You can use similar syntax to compute MLEs for lognormal data. The SAS/IML syntax is similar to the binomial example, so it is omitted. To view it, download the complete SAS program that computes these maximum likelihood estimates.

PROC NLMIXED does not support the lognormal distribution as a built-in distribution, which means that you need to explicitly write out the log-likelihood function and specify it in the GENERAL function on the MODEL statement. Whereas in SAS/IML you have to use the SUM function to sum the log-likelihood over all observations, the syntax for PROC NLMIXED is simpler. Just as the DATA step has an implicit loop over all observations, the NLMIXED procedure implicitly sums the log-likelihood over all observations.
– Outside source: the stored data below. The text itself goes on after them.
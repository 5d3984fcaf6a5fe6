//! Centralized configuration for `ps-checkout`.
//!
//! Connection settings are loaded from environment variables (a `.env` file
//! is honoured) and validated before any call is made. Per-call settings come
//! from the command line.

use password_safe_client::{CheckoutError, PasswordSafeConfig};
use rust_common::{HttpConfig, TracingConfig};
use std::{env, str::FromStr, time::Duration};
use url::Url;

/// `ps-checkout` configuration.
#[derive(Debug, Clone)]
pub struct Config {
    /// Password Safe connection settings
    pub password_safe: PasswordSafeConfig,
    /// Log output settings
    pub tracing: TracingConfig,
}

impl Config {
    /// Load configuration from environment variables.
    ///
    /// # Errors
    ///
    /// Returns an error if required variables are missing or invalid.
    pub fn from_env() -> Result<Self, CheckoutError> {
        dotenvy::dotenv().ok();
        Self::from_lookup(|name| env::var(name).ok())
    }

    /// Load configuration through `lookup`, which maps a variable name to its value.
    ///
    /// # Errors
    ///
    /// Returns an error if required variables are missing or invalid.
    pub fn from_lookup(lookup: impl Fn(&str) -> Option<String>) -> Result<Self, CheckoutError> {
        let api_key = required(&lookup, "PS_API_KEY")?;
        let api_user = required(&lookup, "PS_API_USER")?;
        let base_url = lookup("PS_BASE_URL")
            .filter(|value| !value.trim().is_empty())
            .map(|value| {
                Url::parse(value.trim()).map_err(|e| {
                    CheckoutError::invalid_config(format!("Invalid PS_BASE_URL: {e}"))
                })
            })
            .transpose()?;
        let api_domain = match base_url {
            Some(_) => lookup("PS_API_DOMAIN").unwrap_or_default(),
            None => required(&lookup, "PS_API_DOMAIN")?,
        };

        let http = HttpConfig::default()
            .with_timeout(Duration::from_secs(parse_var(&lookup, "PS_TIMEOUT_SECS", 30)?))
            .with_connect_timeout(Duration::from_secs(parse_var(
                &lookup,
                "PS_CONNECT_TIMEOUT_SECS",
                10,
            )?))
            .with_accept_invalid_certs(parse_var(&lookup, "PS_ACCEPT_INVALID_CERTS", false)?);

        let mut password_safe = PasswordSafeConfig::new(api_domain, api_key, api_user).with_http(http);
        if let Some(url) = base_url {
            password_safe = password_safe.with_base_url(url);
        }
        if let Some(reason) = lookup("PS_REASON") {
            password_safe = password_safe.with_reason(reason);
        }
        password_safe.validate()?;

        let mut tracing = TracingConfig::default()
            .with_service_name("ps-checkout")
            .with_log_level(lookup("LOG_LEVEL").unwrap_or_else(|| "warn".to_string()));
        if parse_var(&lookup, "LOG_JSON", false)? {
            tracing = tracing.with_json_output();
        }

        Ok(Self {
            password_safe,
            tracing,
        })
    }
}

fn required(lookup: &impl Fn(&str) -> Option<String>, name: &str) -> Result<String, CheckoutError> {
    lookup(name)
        .filter(|value| !value.trim().is_empty())
        .ok_or_else(|| CheckoutError::invalid_config(format!("{name} is not set")))
}

/// Parse an optional variable, falling back to `default` when unset.
fn parse_var<T: FromStr>(
    lookup: &impl Fn(&str) -> Option<String>,
    name: &str,
    default: T,
) -> Result<T, CheckoutError>
where
    T::Err: std::fmt::Display,
{
    match lookup(name) {
        Some(val) => val
            .trim()
            .parse()
            .map_err(|e| CheckoutError::invalid_config(format!("Invalid {name}: {e}"))),
        None => Ok(default),
    }
}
You can use the LOGPDF function, or you can explicitly write the log-density formula for each observation.

If you look up the lognormal distribution in the list of "Standard Definition" in the PROC MCMC documentation, you will see that one parameterization of the lognormal PDF in terms of the log-mean μ and log-standard-deviation σ is
f(x; μ, σ) = (1/(sqrt(2π σ x) exp(-(log(x)-μ)**2 / (2σ**2))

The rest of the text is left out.